For the systems that employ the axiom $$\forall x(A\rightarrow B)\rightarrow(\forall x A\rightarrow\forall x B)$$

the referred variable is already bound. For the systems that employ the axiom

$$\forall x(A\rightarrow B)\rightarrow(A\rightarrow\forall x B)$$

the restriction must be observed.

I shall go over the baseline of the relevant part of the proof without full annotation, since the steps are sufficiently clear.

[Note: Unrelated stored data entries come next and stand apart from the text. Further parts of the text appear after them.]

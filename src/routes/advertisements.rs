//! Listing API routes

use axum::{
    extract::State,
    http::{HeaderMap, StatusCode},
    routing::{get, post, put},
    Extension, Json, Router,
};
use chrono::{DateTime, Utc};
use serde::{Deserialize, Serialize};

use super::{register_device, ApiJson, ApiPath, ApiQuery};
use crate::auth::AuthenticatedOwner;
use crate::clock;
use crate::error::{AppError, Result};
use crate::listings::{Listing, ListingFields, ListingStats};
use crate::state::AppState;

/// Create the listing router
///
/// Every route expects an `AuthenticatedOwner` extension.
pub fn router() -> Router<AppState> {
    Router::new()
        .route("/", get(list_listings).post(create_listing))
        .route("/stats", get(listing_stats))
        .route("/sync", post(super::sync::sync_listings))
        .route("/:id", put(update_listing).delete(delete_listing))
}

/// Parse an optional `lastSync` value
pub(crate) fn parse_watermark(raw: Option<&str>) -> Result<Option<DateTime<Utc>>> {
    match raw.map(str::trim).filter(|v| !v.is_empty()) {
        Some(value) => clock::parse(value)
            .map(Some)
            .map_err(|_| AppError::invalid_input(format!("Invalid lastSync timestamp: {value}"))),
        None => Ok(None),
    }
}

#[derive(Debug, Deserialize)]
#[serde(rename_all = "camelCase")]
struct ListQuery {
    last_sync: Option<String>,
}

#[derive(Serialize)]
#[serde(rename_all = "camelCase")]
struct ListResponse {
    success: bool,
    data: Vec<Listing>,
    count: usize,
    sync_time: DateTime<Utc>,
}

/// List active listings, optionally only those changed after `lastSync`
async fn list_listings(
    State(state): State<AppState>,
    Extension(owner): Extension<AuthenticatedOwner>,
    ApiQuery(query): ApiQuery<ListQuery>,
) -> Result<Json<ListResponse>> {
    let since = parse_watermark(query.last_sync.as_deref())?;
    let data = state.listings().list(&owner.owner_id, since).await?;

    Ok(Json(ListResponse {
        success: true,
        count: data.len(),
        data,
        sync_time: state.clock().now(),
    }))
}

#[derive(Debug, Deserialize)]
#[serde(rename_all = "camelCase")]
struct WriteRequest {
    id: Option<String>,
    #[serde(flatten)]
    fields: ListingFields,
    device_id: Option<String>,
    platform: Option<String>,
}

#[derive(Serialize)]
struct ListingResponse<T> {
    success: bool,
    data: T,
}

/// Create a listing
async fn create_listing(
    State(state): State<AppState>,
    Extension(owner): Extension<AuthenticatedOwner>,
    headers: HeaderMap,
    ApiJson(body): ApiJson<WriteRequest>,
) -> Result<(StatusCode, Json<ListingResponse<Listing>>)> {
    let device_id = register_device(
        &state,
        &owner,
        &headers,
        body.device_id.as_deref(),
        body.platform.as_deref(),
    )
    .await?;

    let listing = state
        .listings()
        .create(&owner.owner_id, &device_id, body.id, body.fields)
        .await?;

    Ok((
        StatusCode::CREATED,
        Json(ListingResponse {
            success: true,
            data: listing,
        }),
    ))
}

/// Patch a listing
async fn update_listing(
    State(state): State<AppState>,
    Extension(owner): Extension<AuthenticatedOwner>,
    ApiPath(id): ApiPath<String>,
    headers: HeaderMap,
    ApiJson(body): ApiJson<WriteRequest>,
) -> Result<Json<ListingResponse<Listing>>> {
    register_device(
        &state,
        &owner,
        &headers,
        body.device_id.as_deref(),
        body.platform.as_deref(),
    )
    .await?;

    let listing = state
        .listings()
        .update(&owner.owner_id, &id, body.fields)
        .await?;

    Ok(Json(ListingResponse {
        success: true,
        data: listing,
    }))
}

#[derive(Serialize)]
struct DeleteResponse {
    success: bool,
    message: &'static str,
}

/// Soft-delete a listing
async fn delete_listing(
    State(state): State<AppState>,
    Extension(owner): Extension<AuthenticatedOwner>,
    ApiPath(id): ApiPath<String>,
    headers: HeaderMap,
) -> Result<Json<DeleteResponse>> {
    register_device(&state, &owner, &headers, None, None).await?;
    state.listings().delete(&owner.owner_id, &id).await?;

    Ok(Json(DeleteResponse {
        success: true,
        message: "Advertisement removed successfully",
    }))
}

/// Counts of the owner's active listings
async fn listing_stats(
    State(state): State<AppState>,
    Extension(owner): Extension<AuthenticatedOwner>,
) -> Result<Json<ListingResponse<ListingStats>>> {
    let stats = state.listings().stats(&owner.owner_id).await?;
    Ok(Json(ListingResponse {
        success: true,
        data: stats,
    }))
}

Suppose $\psi$ is deduced by either

  • modus ponens from two preceding formulas $\psi_{j}$ and $\psi_{j}\rightarrow\psi$, or
  • generalisation from $\psi_{j}$.

The former prong of the fork is as in the familiar one of propositional calculus. We look into the latter prong. Hence, we have got $\psi_{j}$ for some $j$ in the sequence. Then,

$\phi\rightarrow\psi_{j}$ by induction hypothesis.

$\forall x_{i}(\phi\rightarrow\psi_{j})$ by generalisation where the variable $x_{i}$ does not occur free in $\phi$.

$\forall x_{i}(\phi\rightarrow\psi_{j})\rightarrow(\phi\rightarrow\forall x_{i}\psi_{j})$ by the axiom mentioned above.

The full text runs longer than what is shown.